▸ WORK ORDER: Your answer must contain each line of the listing in which "pipeline" appears, copied in full.

▸ DATA LISTING:
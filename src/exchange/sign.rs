//! Request-signing utilities shared by the exchange clients
//!
//! Every supported exchange authenticates with an HMAC-SHA256 over some
//! concatenation of timestamp, method, path and body/query; they differ only
//! in the message layout and whether the digest is hex- or base64-encoded.

use base64::{engine::general_purpose::STANDARD as BASE64, Engine};
use hmac::{Hmac, Mac};
use sha2::Sha256;

use crate::common::errors::{GatewayError, GatewayResult};
use crate::common::types::Exchange;

type HmacSha256 = Hmac<Sha256>;

fn hmac_sha256(exchange: Exchange, secret: &str, message: &str) -> GatewayResult<Vec<u8>> {
    let mut mac = HmacSha256::new_from_slice(secret.as_bytes()).map_err(|e| {
        GatewayError::Authentication {
            exchange,
            message: format!("failed to build HMAC from secret: {}", e),
        }
    })?;
    mac.update(message.as_bytes());
    Ok(mac.finalize().into_bytes().to_vec())
}

/// Hex-encoded HMAC-SHA256 (Binance, Bybit, MEXC convention)
pub fn hmac_sha256_hex(exchange: Exchange, secret: &str, message: &str) -> GatewayResult<String> {
    Ok(hex::encode(hmac_sha256(exchange, secret, message)?))
}

/// Base64-encoded HMAC-SHA256 (OKX, KuCoin convention)
pub fn hmac_sha256_base64(
    exchange: Exchange,
    secret: &str,
    message: &str,
) -> GatewayResult<String> {
    Ok(BASE64.encode(hmac_sha256(exchange, secret, message)?))
}

/// Join pre-encoded key/value pairs into a query string.
///
/// Values here are symbols, timestamps and decimal quantities; none of them
/// require percent-encoding.
pub fn query_string(params: &[(&str, String)]) -> String {
    params
        .iter()
        .map(|(k, v)| format!("{}={}", k, v))
        .collect::<Vec<_>>()
        .join("&")
}
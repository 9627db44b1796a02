//! Shared test doubles and store seeding helpers

use std::sync::atomic::{AtomicU32, Ordering};
use std::sync::Mutex;

use async_trait::async_trait;
use chrono::Utc;
use rust_decimal::Decimal;
use rust_decimal_macros::dec;

use ema_navigator::common::errors::{GatewayError, GatewayResult};
use ema_navigator::common::types::{
    Balance, Candle, Exchange, ExchangeCredential, OrderAck, OrderRequest, PlanTier, Position,
    ProtectiveAck, ProtectiveRequest,
};
use ema_navigator::exchange::ExchangeOps;
use ema_navigator::store::{paths, DocumentStore, InMemoryStore};

/// Gateway double that records every call and can be told to fail the next
/// N entry orders or protective attachments.
pub struct RecordingGateway {
    pub price: Decimal,
    pub close_price: Decimal,
    pub orders: Mutex<Vec<OrderRequest>>,
    pub protective_requests: Mutex<Vec<ProtectiveRequest>>,
    pub closed_symbols: Mutex<Vec<String>>,
    pub place_failures: AtomicU32,
    pub protective_failures: AtomicU32,
    next_order_id: AtomicU32,
}

impl Default for RecordingGateway {
    fn default() -> Self {
        Self {
            price: dec!(43000),
            close_price: dec!(45150),
            orders: Mutex::new(Vec::new()),
            protective_requests: Mutex::new(Vec::new()),
            closed_symbols: Mutex::new(Vec::new()),
            place_failures: AtomicU32::new(0),
            protective_failures: AtomicU32::new(0),
            next_order_id: AtomicU32::new(1),
        }
    }
}

impl RecordingGateway {
    pub fn orders_placed(&self) -> usize {
        self.orders.lock().unwrap().len()
    }

    pub fn closes(&self) -> usize {
        self.closed_symbols.lock().unwrap().len()
    }

    fn take_failure(counter: &AtomicU32) -> bool {
        counter
            .fetch_update(Ordering::SeqCst, Ordering::SeqCst, |n| n.checked_sub(1))
            .is_ok()
    }
}

#[async_trait]
impl ExchangeOps for RecordingGateway {
    async fn place_order(
        &self,
        _cred: &ExchangeCredential,
        request: &OrderRequest,
    ) -> GatewayResult<OrderAck> {
        if Self::take_failure(&self.place_failures) {
            return Err(GatewayError::InsufficientBalance {
                exchange: Exchange::Binance,
                message: "margin is insufficient".to_string(),
            });
        }
        self.orders.lock().unwrap().push(request.clone());
        let id = self.next_order_id.fetch_add(1, Ordering::SeqCst);
        Ok(OrderAck {
            order_id: format!("x{}", id),
            symbol: request.symbol.clone(),
            side: request.side,
            quantity: request.quantity,
            avg_price: Some(if request.reduce_only {
                self.close_price
            } else {
                self.price
            }),
        })
    }

    async fn attach_protective(
        &self,
        _cred: &ExchangeCredential,
        request: &ProtectiveRequest,
    ) -> GatewayResult<ProtectiveAck> {
        if Self::take_failure(&self.protective_failures) {
            return Err(GatewayError::Exchange {
                exchange: Exchange::Binance,
                message: "order would trigger immediately".to_string(),
            });
        }
        self.protective_requests.lock().unwrap().push(request.clone());
        Ok(ProtectiveAck {
            tp_order_id: request.tp_price.map(|_| "tp1".to_string()),
            sl_order_id: request.sl_price.map(|_| "sl1".to_string()),
        })
    }

    async fn close_position(
        &self,
        _cred: &ExchangeCredential,
        symbol: &str,
    ) -> GatewayResult<OrderAck> {
        self.closed_symbols.lock().unwrap().push(symbol.to_string());
        Ok(OrderAck {
            order_id: "close1".to_string(),
            symbol: symbol.to_string(),
            side: ema_navigator::common::types::PositionSide::Short,
            quantity: Decimal::ONE,
            avg_price: Some(self.close_price),
        })
    }

    async fn get_current_price(
        &self,
        _cred: &ExchangeCredential,
        _symbol: &str,
    ) -> GatewayResult<Decimal> {
        Ok(self.price)
    }

    async fn get_balance(&self, _cred: &ExchangeCredential) -> GatewayResult<Balance> {
        Ok(Balance {
            exchange: Exchange::Binance,
            currency: "USDT".to_string(),
            total: dec!(1000),
            available: dec!(1000),
            locked: Decimal::ZERO,
            timestamp: Utc::now(),
        })
    }

    async fn get_positions(&self, _cred: &ExchangeCredential) -> GatewayResult<Vec<Position>> {
        Ok(Vec::new())
    }

    async fn get_candles(
        &self,
        _cred: &ExchangeCredential,
        _symbol: &str,
        _interval: &str,
        _limit: u32,
    ) -> GatewayResult<Vec<Candle>> {
        Ok(Vec::new())
    }

    async fn cancel_all_orders(
        &self,
        _cred: &ExchangeCredential,
        _symbol: &str,
    ) -> GatewayResult<()> {
        Ok(())
    }
}

pub async fn seed_credentials(store: &InMemoryStore, user: &str, exchange: Exchange) {
    let cred = ExchangeCredential {
        exchange,
        api_key: "test-key".to_string(),
        api_secret: "test-secret".to_string(),
        passphrase: None,
        is_futures: true,
    };
    store
        .set(
            &paths::credentials(user, exchange),
            serde_json::to_value(&cred).unwrap(),
        )
        .await
        .unwrap();
}

pub async fn seed_plan(store: &InMemoryStore, user: &str, plan: PlanTier) {
    store
        .set(&paths::plan(user), serde_json::to_value(plan).unwrap())
        .await
        .unwrap();
}
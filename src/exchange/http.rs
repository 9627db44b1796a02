//! Shared HTTP response handling for the exchange clients

use reqwest::{Response, StatusCode};

use crate::common::errors::{GatewayError, GatewayResult};
use crate::common::types::Exchange;

/// Map an HTTP response into the normalized error taxonomy, returning the
/// response untouched when the status is a success.
pub async fn check_response(exchange: Exchange, response: Response) -> GatewayResult<Response> {
    let status = response.status();
    if status.is_success() {
        return Ok(response);
    }

    let body = response.text().await.unwrap_or_default();
    Err(classify_status(exchange, status, &body))
}

fn classify_status(exchange: Exchange, status: StatusCode, body: &str) -> GatewayError {
    match status {
        StatusCode::UNAUTHORIZED | StatusCode::FORBIDDEN => GatewayError::Authentication {
            exchange,
            message: truncate(body),
        },
        // 418 is Binance's escalated IP ban for repeat 429 offenders.
        StatusCode::TOO_MANY_REQUESTS | StatusCode::IM_A_TEAPOT => GatewayError::RateLimit {
            exchange,
            message: truncate(body),
        },
        s if s.is_server_error() => {
            GatewayError::TransientNetwork(format!("[{}] HTTP {}: {}", exchange, s, truncate(body)))
        }
        s => classify_body(exchange, &format!("HTTP {}: {}", s, truncate(body))),
    }
}

/// Classify an exchange-level rejection delivered inside a 200 response
/// (OKX `code`, Bybit `retCode`, KuCoin `code` conventions) or a 4xx body.
pub fn classify_body(exchange: Exchange, message: &str) -> GatewayError {
    let lowered = message.to_lowercase();

    // "access-key" covers the hyphenated OKX/KuCoin header names quoted in
    // their rejection messages ("Invalid OK-ACCESS-KEY").
    if [
        "invalid api",
        "api key",
        "access-key",
        "signature",
        "unauthorized",
        "forbidden",
        "passphrase",
    ]
    .iter()
    .any(|needle| lowered.contains(needle))
    {
        return GatewayError::Authentication {
            exchange,
            message: message.to_string(),
        };
    }

    if ["rate limit", "too many requests", "429"]
        .iter()
        .any(|needle| lowered.contains(needle))
    {
        return GatewayError::RateLimit {
            exchange,
            message: message.to_string(),
        };
    }

    if lowered.contains("insufficient") || lowered.contains("margin is insufficient") {
        return GatewayError::InsufficientBalance {
            exchange,
            message: message.to_string(),
        };
    }

    GatewayError::Exchange {
        exchange,
        message: message.to_string(),
    }
}

/// Keep diagnostics readable; exchange error bodies can be huge HTML pages.
fn truncate(body: &str) -> String {
    const MAX: usize = 512;
    if body.len() <= MAX {
        body.to_string()
    } else {
        format!("{}...", &body[..MAX])
    }
}
//! Unified exchange gateway
//!
//! One normalized client per exchange behind a single capability trait.
//! Request signing, symbol quirks and per-exchange error codes stay inside
//! the per-exchange [`ExchangeApi`] implementations; [`ExchangeGateway`]
//! adds the shared policy layer (pacing + retry) and is the only surface the
//! rest of the system sees, as [`ExchangeOps`].

use std::collections::HashMap;
use std::sync::Arc;
use std::time::Duration;

use async_trait::async_trait;
use reqwest::Client;
use rust_decimal::Decimal;
use tracing::{instrument, warn};

use crate::common::errors::{GatewayError, GatewayResult};
use crate::common::types::{
    Balance, Candle, Exchange, ExchangeCredential, OrderAck, OrderRequest, Position,
    ProtectiveAck, ProtectiveRequest,
};
use crate::config::types::GatewayConfig;

pub mod binance;
pub mod bybit;
pub mod http;
pub mod kucoin;
pub mod mexc;
pub mod okx;
pub mod rate_limit;
pub mod retry;
pub mod sign;

pub use rate_limit::RequestPacer;
pub use retry::RetryPolicy;

/// Exchanges report leverage as a decimal string ("10", "12.5"); positions
/// only ever carry whole-number leverage in this system.
pub(crate) fn to_leverage(value: Decimal) -> u32 {
    use rust_decimal::prelude::ToPrimitive;
    value.to_u32().unwrap_or(1)
}

/// Raw per-exchange client: HTTP, signing and response mapping only.
/// No retry, no pacing — that is the gateway's job.
#[async_trait]
pub trait ExchangeApi: Send + Sync {
    fn exchange(&self) -> Exchange;

    async fn get_balance(&self, cred: &ExchangeCredential) -> GatewayResult<Balance>;

    async fn get_current_price(
        &self,
        cred: &ExchangeCredential,
        symbol: &str,
    ) -> GatewayResult<Decimal>;

    async fn get_positions(&self, cred: &ExchangeCredential) -> GatewayResult<Vec<Position>>;

    /// Closed-candle history, oldest first. The most recent entry may be
    /// the partially-formed current candle; callers decide what to trust.
    async fn get_candles(
        &self,
        cred: &ExchangeCredential,
        symbol: &str,
        interval: &str,
        limit: u32,
    ) -> GatewayResult<Vec<Candle>>;

    async fn place_order(
        &self,
        cred: &ExchangeCredential,
        request: &OrderRequest,
    ) -> GatewayResult<OrderAck>;

    async fn attach_protective(
        &self,
        cred: &ExchangeCredential,
        request: &ProtectiveRequest,
    ) -> GatewayResult<ProtectiveAck>;

    /// Reduce-only market order in the opposite direction for the full
    /// open quantity. Does NOT cancel resting orders; the gateway layers
    /// that on unconditionally.
    async fn close_position(
        &self,
        cred: &ExchangeCredential,
        symbol: &str,
    ) -> GatewayResult<OrderAck>;

    async fn cancel_all_orders(
        &self,
        cred: &ExchangeCredential,
        symbol: &str,
    ) -> GatewayResult<()>;
}

/// What the detector, dispatcher and API layer call. Implemented by
/// [`ExchangeGateway`] for production and by hand-rolled fakes in tests.
#[async_trait]
pub trait ExchangeOps: Send + Sync {
    async fn get_balance(&self, cred: &ExchangeCredential) -> GatewayResult<Balance>;

    async fn get_current_price(
        &self,
        cred: &ExchangeCredential,
        symbol: &str,
    ) -> GatewayResult<Decimal>;

    async fn get_positions(&self, cred: &ExchangeCredential) -> GatewayResult<Vec<Position>>;

    async fn get_candles(
        &self,
        cred: &ExchangeCredential,
        symbol: &str,
        interval: &str,
        limit: u32,
    ) -> GatewayResult<Vec<Candle>>;

    async fn place_order(
        &self,
        cred: &ExchangeCredential,
        request: &OrderRequest,
    ) -> GatewayResult<OrderAck>;

    async fn attach_protective(
        &self,
        cred: &ExchangeCredential,
        request: &ProtectiveRequest,
    ) -> GatewayResult<ProtectiveAck>;

    /// Two-step close protocol: reduce-only market close, then an
    /// unconditional cancel of all resting orders for the symbol.
    async fn close_position(
        &self,
        cred: &ExchangeCredential,
        symbol: &str,
    ) -> GatewayResult<OrderAck>;

    async fn cancel_all_orders(
        &self,
        cred: &ExchangeCredential,
        symbol: &str,
    ) -> GatewayResult<()>;
}

/// Policy-wrapping gateway over the per-exchange clients
pub struct ExchangeGateway {
    apis: HashMap<Exchange, Arc<dyn ExchangeApi>>,
    pacer: RequestPacer,
    retry: RetryPolicy,
}

impl ExchangeGateway {
    /// Build a gateway with all five production clients sharing one
    /// HTTP client.
    pub fn new(config: &GatewayConfig) -> GatewayResult<Self> {
        let client = Client::builder()
            .timeout(Duration::from_secs(config.request_timeout_seconds))
            .build()?;

        let mut apis: HashMap<Exchange, Arc<dyn ExchangeApi>> = HashMap::new();
        apis.insert(
            Exchange::Binance,
            Arc::new(binance::BinanceClient::new(client.clone())),
        );
        apis.insert(
            Exchange::Bybit,
            Arc::new(bybit::BybitClient::new(client.clone())),
        );
        apis.insert(Exchange::Okx, Arc::new(okx::OkxClient::new(client.clone())));
        apis.insert(
            Exchange::Kucoin,
            Arc::new(kucoin::KucoinClient::new(client.clone())),
        );
        apis.insert(Exchange::Mexc, Arc::new(mexc::MexcClient::new(client)));

        Ok(Self::with_apis(apis, config))
    }

    /// Build a gateway over caller-supplied clients (tests, sandboxes)
    pub fn with_apis(
        apis: HashMap<Exchange, Arc<dyn ExchangeApi>>,
        config: &GatewayConfig,
    ) -> Self {
        Self {
            apis,
            pacer: RequestPacer::new(Duration::from_millis(config.min_request_interval_ms)),
            retry: RetryPolicy::from_config(config),
        }
    }

    fn api(&self, exchange: Exchange) -> GatewayResult<&Arc<dyn ExchangeApi>> {
        self.apis.get(&exchange).ok_or(GatewayError::Exchange {
            exchange,
            message: "no client registered for exchange".to_string(),
        })
    }

    async fn pace(&self, cred: &ExchangeCredential) {
        self.pacer.acquire(cred.exchange, &cred.api_key).await;
    }
}

#[async_trait]
impl ExchangeOps for ExchangeGateway {
    #[instrument(skip(self, cred), fields(exchange = %cred.exchange))]
    async fn get_balance(&self, cred: &ExchangeCredential) -> GatewayResult<Balance> {
        let api = self.api(cred.exchange)?;
        self.retry
            .run("get_balance", || async {
                self.pace(cred).await;
                api.get_balance(cred).await
            })
            .await
    }

    #[instrument(skip(self, cred), fields(exchange = %cred.exchange))]
    async fn get_current_price(
        &self,
        cred: &ExchangeCredential,
        symbol: &str,
    ) -> GatewayResult<Decimal> {
        let api = self.api(cred.exchange)?;
        self.retry
            .run("get_current_price", || async {
                self.pace(cred).await;
                api.get_current_price(cred, symbol).await
            })
            .await
    }

    #[instrument(skip(self, cred), fields(exchange = %cred.exchange))]
    async fn get_positions(&self, cred: &ExchangeCredential) -> GatewayResult<Vec<Position>> {
        let api = self.api(cred.exchange)?;
        self.retry
            .run("get_positions", || async {
                self.pace(cred).await;
                api.get_positions(cred).await
            })
            .await
    }

    #[instrument(skip(self, cred), fields(exchange = %cred.exchange))]
    async fn get_candles(
        &self,
        cred: &ExchangeCredential,
        symbol: &str,
        interval: &str,
        limit: u32,
    ) -> GatewayResult<Vec<Candle>> {
        let api = self.api(cred.exchange)?;
        self.retry
            .run("get_candles", || async {
                self.pace(cred).await;
                api.get_candles(cred, symbol, interval, limit).await
            })
            .await
    }

    #[instrument(skip(self, cred, request), fields(exchange = %cred.exchange, symbol = %request.symbol))]
    async fn place_order(
        &self,
        cred: &ExchangeCredential,
        request: &OrderRequest,
    ) -> GatewayResult<OrderAck> {
        let api = self.api(cred.exchange)?;
        self.retry
            .run("place_order", || async {
                self.pace(cred).await;
                api.place_order(cred, request).await
            })
            .await
    }

    #[instrument(skip(self, cred, request), fields(exchange = %cred.exchange, symbol = %request.symbol))]
    async fn attach_protective(
        &self,
        cred: &ExchangeCredential,
        request: &ProtectiveRequest,
    ) -> GatewayResult<ProtectiveAck> {
        let api = self.api(cred.exchange)?;
        self.retry
            .run("attach_protective", || async {
                self.pace(cred).await;
                api.attach_protective(cred, request).await
            })
            .await
    }

    #[instrument(skip(self, cred), fields(exchange = %cred.exchange))]
    async fn close_position(
        &self,
        cred: &ExchangeCredential,
        symbol: &str,
    ) -> GatewayResult<OrderAck> {
        let api = self.api(cred.exchange)?;
        let close_result = self
            .retry
            .run("close_position", || async {
                self.pace(cred).await;
                api.close_position(cred, symbol).await
            })
            .await;

        // The order sweep runs regardless of how the market close went;
        // its own failure is only logged.
        if let Err(err) = self
            .retry
            .run("cancel_all_orders", || async {
                self.pace(cred).await;
                api.cancel_all_orders(cred, symbol).await
            })
            .await
        {
            warn!(
                exchange = %cred.exchange,
                symbol,
                error = %err,
                "failed to cancel resting orders after close"
            );
        }

        close_result
    }

    #[instrument(skip(self, cred), fields(exchange = %cred.exchange))]
    async fn cancel_all_orders(
        &self,
        cred: &ExchangeCredential,
        symbol: &str,
    ) -> GatewayResult<()> {
        let api = self.api(cred.exchange)?;
        self.retry
            .run("cancel_all_orders", || async {
                self.pace(cred).await;
                api.cancel_all_orders(cred, symbol).await
            })
            .await
    }
}
//! MEXC client (spot + contract)
//!
//! Two unrelated APIs behind one credential. Spot follows the Binance
//! conventions (signed query string, `X-MEXC-APIKEY` header) on
//! api.mexc.com; contract lives on contract.mexc.com, signs
//! `access_key + timestamp + payload` into a `Signature` header, keys
//! symbols with an underscore (`BTC_USDT`) and encodes order direction as
//! a numeric side code.

use async_trait::async_trait;
use chrono::{TimeZone, Utc};
use reqwest::Client;
use rust_decimal::Decimal;
use serde::de::DeserializeOwned;
use serde::Deserialize;
use serde_json::json;

use super::http::{check_response, classify_body};
use super::sign::{hmac_sha256_hex, query_string};
use super::ExchangeApi;
use crate::common::errors::{GatewayError, GatewayResult};
use crate::common::types::{
    Balance, Candle, Exchange, ExchangeCredential, OrderAck, OrderRequest, Position,
    PositionSide, ProtectiveAck, ProtectiveRequest,
};

const SPOT_BASE_URL: &str = "https://api.mexc.com";
const CONTRACT_BASE_URL: &str = "https://contract.mexc.com";

// Contract order side codes.
const SIDE_OPEN_LONG: u8 = 1;
const SIDE_CLOSE_SHORT: u8 = 2;
const SIDE_OPEN_SHORT: u8 = 3;
const SIDE_CLOSE_LONG: u8 = 4;

/// MEXC REST client
#[derive(Debug, Clone)]
pub struct MexcClient {
    client: Client,
    spot_url: String,
    contract_url: String,
}

#[derive(Debug, Deserialize)]
struct ContractEnvelope<T> {
    success: bool,
    code: i64,
    #[serde(default)]
    message: Option<String>,
    data: Option<T>,
}

#[derive(Debug, Deserialize)]
#[serde(rename_all = "camelCase")]
struct ContractAsset {
    currency: String,
    equity: Decimal,
    available_balance: Decimal,
}

#[derive(Debug, Deserialize)]
#[serde(rename_all = "camelCase")]
struct ContractTicker {
    last_price: Decimal,
}

#[derive(Debug, Deserialize)]
#[serde(rename_all = "camelCase")]
struct ContractPosition {
    symbol: String,
    /// 1 = long, 2 = short
    position_type: u8,
    hold_vol: Decimal,
    hold_avg_price: Decimal,
    leverage: Decimal,
    #[serde(default)]
    unrealised: Decimal,
}

/// Contract klines come back column-oriented, oldest first.
#[derive(Debug, Deserialize)]
struct ContractKlines {
    time: Vec<i64>,
    close: Vec<f64>,
}

#[derive(Debug, Deserialize)]
struct SpotAccount {
    balances: Vec<SpotBalance>,
}
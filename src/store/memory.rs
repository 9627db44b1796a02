//! In-memory document store with nested-tree path semantics.
//!
//! Mirrors the path model of a realtime document database closely enough
//! for tests and single-node runs: documents live in one JSON tree, `get`
//! on an interior path returns the subtree, and `conditional_create` is
//! atomic under the tree's write lock.

use async_trait::async_trait;
use serde_json::{Map, Value};
use tokio::sync::RwLock;

use super::DocumentStore;
use crate::common::errors::{StoreError, StoreResult};

/// Single-process `DocumentStore` backed by one JSON tree
#[derive(Debug, Default)]
pub struct InMemoryStore {
    root: RwLock<Value>,
}

impl InMemoryStore {
    pub fn new() -> Self {
        Self {
            root: RwLock::new(Value::Object(Map::new())),
        }
    }
}

fn split_path(path: &str) -> StoreResult<Vec<&str>> {
    let segments: Vec<&str> = path.split('/').filter(|s| !s.is_empty()).collect();
    if segments.is_empty() {
        return Err(StoreError::InvalidPath(path.to_string()));
    }
    Ok(segments)
}

fn lookup<'a>(root: &'a Value, segments: &[&str]) -> Option<&'a Value> {
    let mut node = root;
    for segment in segments {
        node = node.as_object()?.get(*segment)?;
    }
    Some(node)
}

/// Walk to the parent of the final segment, creating objects on the way
fn lookup_parent_mut<'a>(
    root: &'a mut Value,
    segments: &[&str],
) -> StoreResult<&'a mut Map<String, Value>> {
    let mut node = root;
    for segment in &segments[..segments.len() - 1] {
        let map = node
            .as_object_mut()
            .ok_or_else(|| StoreError::Backend(format!("path collides with a leaf at '{}'", segment)))?;
        node = map
            .entry(segment.to_string())
            .or_insert_with(|| Value::Object(Map::new()));
    }
    node.as_object_mut()
        .ok_or_else(|| StoreError::Backend("path collides with a leaf document".to_string()))
}

#[async_trait]
impl DocumentStore for InMemoryStore {
    async fn get(&self, path: &str) -> StoreResult<Option<Value>> {
        let segments = split_path(path)?;
        let root = self.root.read().await;
        Ok(lookup(&root, &segments).cloned())
    }

    async fn set(&self, path: &str, doc: Value) -> StoreResult<()> {
        let segments = split_path(path)?;
        let mut root = self.root.write().await;
        let parent = lookup_parent_mut(&mut root, &segments)?;
        parent.insert(segments[segments.len() - 1].to_string(), doc);
        Ok(())
    }

    async fn conditional_create(&self, path: &str, doc: Value) -> StoreResult<bool> {
        let segments = split_path(path)?;
        let mut root = self.root.write().await;
        let parent = lookup_parent_mut(&mut root, &segments)?;
        let key = segments[segments.len() - 1];
        if parent.contains_key(key) {
            return Ok(false);
        }
        parent.insert(key.to_string(), doc);
        Ok(true)
    }
}
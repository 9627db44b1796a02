//! Signal detection: per-stream EMA crossover polling
//!
//! One worker task per monitored (user, exchange, symbol, interval) stream,
//! registered with the [`SignalMonitor`]. Workers poll candle history
//! through the gateway, feed closed candles into an [`EmaPair`] and push
//! [`DetectorEvent`]s into the shared pipeline channel.

use crate::common::types::{Exchange, Signal};

pub mod ema;
pub mod monitor;
pub mod worker;

pub use ema::{EmaPair, EmaUpdate};
pub use monitor::SignalMonitor;
pub use worker::DetectorWorker;

/// Identity of one monitored candle stream
#[derive(Debug, Clone, PartialEq, Eq, Hash)]
pub struct DetectorKey {
    pub user_id: String,
    pub exchange: Exchange,
    pub symbol: String,
    pub interval: String,
}

impl std::fmt::Display for DetectorKey {
    fn fmt(&self, f: &mut std::fmt::Formatter<'_>) -> std::fmt::Result {
        write!(
            f,
            "{}/{}/{}/{}",
            self.user_id, self.exchange, self.symbol, self.interval
        )
    }
}

/// What the detector workers emit into the pipeline
#[derive(Debug, Clone)]
pub enum DetectorEvent {
    /// A crossover on a monitored stream
    Signal(Signal),
    /// A poll failed; the worker stays alive and tries again next tick
    FetchFailed { key: DetectorKey, error: String },
}
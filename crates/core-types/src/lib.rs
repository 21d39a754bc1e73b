// In crates/core-types/src/lib.rs

pub mod error;
pub mod table;
pub mod types;

// Re-export the most important types for easy access from other crates.
pub use error::{Error, Result};
pub use table::{PriceBar, PriceTable, SignalRow, SignalTable};
pub use types::{Interval, Timeframe};
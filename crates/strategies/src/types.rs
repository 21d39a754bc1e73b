// In crates/strategies/src/types.rs

use serde::{Deserialize, Serialize};

pub const DEFAULT_SHORT_WINDOW: usize = 5;
pub const DEFAULT_LONG_WINDOW: usize = 20;

#[derive(Debug, Serialize, Deserialize, Clone, Copy, PartialEq, Eq)]
pub struct MACrossoverSettings {
    /// Bars in the fast moving average; also the length of the warm-up.
    #[serde(default = "default_short_window")]
    pub short_window: usize,
    /// Bars in the slow moving average; shorter histories produce no signals.
    #[serde(default = "default_long_window")]
    pub long_window: usize,
}

impl Default for MACrossoverSettings {
    fn default() -> Self {
        Self {
            short_window: DEFAULT_SHORT_WINDOW,
            long_window: DEFAULT_LONG_WINDOW,
        }
    }
}

fn default_short_window() -> usize {
    DEFAULT_SHORT_WINDOW
}

fn default_long_window() -> usize {
    DEFAULT_LONG_WINDOW
}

▸ RESULT OF THIS TASK:
//! [`DetectorEvent`]s into the shared pipeline channel.
/// What the detector workers emit into the pipeline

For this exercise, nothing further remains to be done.